- Opening Delimiter -

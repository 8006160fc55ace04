use std::sync::Arc;

use actix_cors::Cors;
use actix_web::middleware::{Compress, DefaultHeaders};
use actix_web::{App, HttpServer, web};
use dotenv::dotenv;
use human_panic::setup_panic;
use tracing::{debug, warn};

// 从 lib.rs 导入模块
use academiapro_backend::config::AppConfig;
use academiapro_backend::models::AppStartTime;
use academiapro_backend::plagiarism::{JaccardChecker, PlagiarismChecker};
use academiapro_backend::routes;
use academiapro_backend::runtime::lifetime;
use academiapro_backend::utils::{json_error_handler, query_error_handler};

#[actix_web::main]
async fn main() -> std::io::Result<()> {
    dotenv().ok();

    // 记录程序启动时间
    let app_start_time = AppStartTime {
        start_datetime: chrono::Utc::now(),
    };

    // 启动前预处理 //

    // 初始化配置
    setup_panic!();
    AppConfig::init().expect("Failed to initialize configuration");
    let config = AppConfig::get();

    // 初始化日志
    let stdout_log = std::io::stdout();
    let (non_blocking_writer, _guard) = tracing_appender::non_blocking(stdout_log);
    let filter = tracing_subscriber::EnvFilter::new(&config.app.log_level);
    let tracing_format = tracing_subscriber::fmt::format()
        .with_level(true)
        .with_ansi(true);

    let tracing_builder = tracing_subscriber::fmt()
        .with_env_filter(filter)
        .with_writer(non_blocking_writer)
        .event_format(tracing_format);

    if config.is_development() {
        tracing_builder
            .with_file(true)
            .with_line_number(true)
            .init();
    } else {
        tracing_builder.json().init();
    }

    // 打印信息
    warn!(
        "Starting pre-startup processing...
        Project: {}
        Version: {}",
        env!("CARGO_PKG_NAME"),
        env!("CARGO_PKG_VERSION"),
    );

    let startup = lifetime::startup::prepare_server_startup().await;

    let storage = startup.storage.clone();
    let cache = startup.cache.clone();

    // 相似度检测器以 trait object 注入，便于替换实现
    let plagiarism_checker: Arc<dyn PlagiarismChecker> = Arc::new(JaccardChecker::default());

    // 输出预处理时间
    debug!(
        "Pre-startup processing completed in {} ms",
        chrono::Utc::now()
            .signed_duration_since(app_start_time.start_datetime)
            .num_milliseconds()
    );

    // 预处理完成 //

    warn!("Using {} CPU cores for the server", config.server.workers);

    // Start the HTTP server
    let server = HttpServer::new(move || {
        App::new()
            .wrap(
                Cors::default()
                    .allow_any_origin()
                    .allow_any_method()
                    .allow_any_header()
                    .max_age(config.cors.max_age),
            )
            .wrap(Compress::default())
            .wrap(
                DefaultHeaders::new()
                    .add(("Connection", "keep-alive"))
                    .add((
                        "Keep-Alive",
                        format!("timeout={}, max=1000", config.server.timeouts.keep_alive),
                    ))
                    .add(("Cache-Control", "no-cache, no-store, must-revalidate")),
            )
            .app_data(web::QueryConfig::default().error_handler(query_error_handler)) // 设置查询参数错误处理器
            .app_data(web::JsonConfig::default().error_handler(json_error_handler)) // 设置JSON错误处理器
            .app_data(web::Data::new(storage.clone()))
            .app_data(web::Data::new(cache.clone()))
            .app_data(web::Data::new(plagiarism_checker.clone()))
            .app_data(web::Data::new(app_start_time.clone()))
            .app_data(web::PayloadConfig::new(
                config.server.limits.max_payload_size,
            )) // 设置最大请求体大小
            .configure(routes::configure_auth_routes) // 认证相关路由
            .configure(routes::configure_user_routes) // 用户相关路由
            .configure(routes::configure_group_routes) // 分组相关路由
            .configure(routes::configure_subject_routes) // 科目相关路由
            .configure(routes::configure_assignment_routes) // 作业相关路由
            .configure(routes::configure_submission_routes) // 提交与评分相关路由
            .configure(routes::configure_notification_routes) // 通知相关路由
            .configure(routes::configure_attendance_routes) // 考勤相关路由
            .configure(routes::configure_message_routes) // 站内私信相关路由
            .configure(routes::configure_transcript_routes) // 成绩单相关路由
            .configure(routes::configure_file_routes) // 文件元数据相关路由
            .configure(routes::configure_system_routes) // 系统相关路由
    })
    .keep_alive(std::time::Duration::from_secs(
        config.server.timeouts.keep_alive,
    )) // 启用长连接
    .client_request_timeout(std::time::Duration::from_millis(
        config.server.timeouts.client_request,
    )) // 客户端超时
    .client_disconnect_timeout(std::time::Duration::from_millis(
        config.server.timeouts.client_disconnect,
    )) // 断连超时
    .workers(config.server.workers);

    let server = {
        #[cfg(unix)]
        {
            if let Some(socket_path) = config.unix_socket_path() {
                warn!("Starting server on Unix socket: {}", socket_path);
                if std::path::Path::new(socket_path).exists() {
                    std::fs::remove_file(socket_path)?;
                }
                Some(server.bind_uds(socket_path)?)
            } else {
                let bind_address = config.server_bind_address();
                warn!("Starting server at http://{}", bind_address);
                Some(server.bind(bind_address)?)
            }
        }

        #[cfg(not(unix))]
        {
            let bind_address = config.server_bind_address();
            warn!("Starting server at http://{}", bind_address);
            Some(server.bind(bind_address)?)
        }
    }
    .expect("Server binding failed")
    .run();

    tokio::select! {
        res = server => {
            res?;
        }
        _ = lifetime::shutdown::listen_for_shutdown() => {
            warn!("Graceful shutdown: all tasks completed");
        }
    }

    Ok(())
}
//! 用户实体

use sea_orm::entity::prelude::*;
use std::str::FromStr;

use crate::models::users::entities::{User, UserRole};

#[derive(Clone, Debug, PartialEq, DeriveEntityModel)]
#[sea_orm(table_name = "users")]
pub struct Model {
    #[sea_orm(primary_key)]
    pub id: i64,
    #[sea_orm(unique)]
    pub email: String,
    pub password_hash: String,
    pub first_name: String,
    pub last_name: String,
    pub role: String,
    pub is_active: bool,
    pub group_id: Option<i64>,
    pub last_login: Option<i64>,
    pub created_at: i64,
    pub updated_at: i64,
}

#[derive(Copy, Clone, Debug, EnumIter, DeriveRelation)]
pub enum Relation {
    #[sea_orm(
        belongs_to = "super::groups::Entity",
        from = "Column::GroupId",
        to = "super::groups::Column::Id"
    )]
    Group,
    #[sea_orm(has_many = "super::submissions::Entity")]
    Submissions,
    #[sea_orm(has_many = "super::notifications::Entity")]
    Notifications,
}

impl Related<super::groups::Entity> for Entity {
    fn to() -> RelationDef {
        Relation::Group.def()
    }
}

impl Related<super::submissions::Entity> for Entity {
    fn to() -> RelationDef {
        Relation::Submissions.def()
    }
}

impl Related<super::notifications::Entity> for Entity {
    fn to() -> RelationDef {
        Relation::Notifications.def()
    }
}

impl ActiveModelBehavior for ActiveModel {}

impl Model {
    pub fn into_user(self) -> User {
        User {
            id: self.id,
            email: self.email,
            password_hash: self.password_hash,
            first_name: self.first_name,
            last_name: self.last_name,
            role: UserRole::from_str(&self.role).unwrap_or(UserRole::Student),
            is_active: self.is_active,
            group_id: self.group_id,
            last_login: self.last_login.map(super::ts_to_datetime),
            created_at: super::ts_to_datetime(self.created_at),
            updated_at: super::ts_to_datetime(self.updated_at),
        }
    }
}
use serde::Deserialize;
use ts_rs::TS;

use crate::models::common::pagination::PaginationQuery;
use crate::models::users::entities::UserRole;

/// 创建用户请求（管理员）
#[derive(Debug, Deserialize, TS)]
#[ts(export, export_to = "user.ts")]
pub struct CreateUserRequest {
    pub email: String,
    pub password: String,
    pub first_name: String,
    pub last_name: String,
    pub role: UserRole,
    /// 学生必须归属一个分组
    pub group_id: Option<i64>,
}

/// 用户列表查询参数（HTTP 请求）
#[derive(Debug, Clone, Deserialize, TS)]
#[ts(export, export_to = "user.ts")]
pub struct UserListParams {
    #[serde(flatten)]
    #[ts(flatten)]
    pub pagination: PaginationQuery,
    pub role: Option<UserRole>,
    pub group_id: Option<i64>,
    pub search: Option<String>,
}

// 用于存储层的内部查询参数
#[derive(Debug, Clone)]
pub struct UserListQuery {
    pub page: i64,
    pub size: i64,
    pub role: Option<UserRole>,
    pub group_id: Option<i64>,
    pub search: Option<String>,
}

impl From<UserListParams> for UserListQuery {
    fn from(p: UserListParams) -> Self {
        Self {
            page: p.pagination.page,
            size: p.pagination.size,
            role: p.role,
            group_id: p.group_id,
            search: p.search,
        }
    }
}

- Closing Delimiter -

#### Required action:
A line belongs in the answer if it contains the word "UserListQuery"; copy every such line from the data above.

#### Result of the exercise:
pub struct UserListQuery {
impl From<UserListParams> for UserListQuery {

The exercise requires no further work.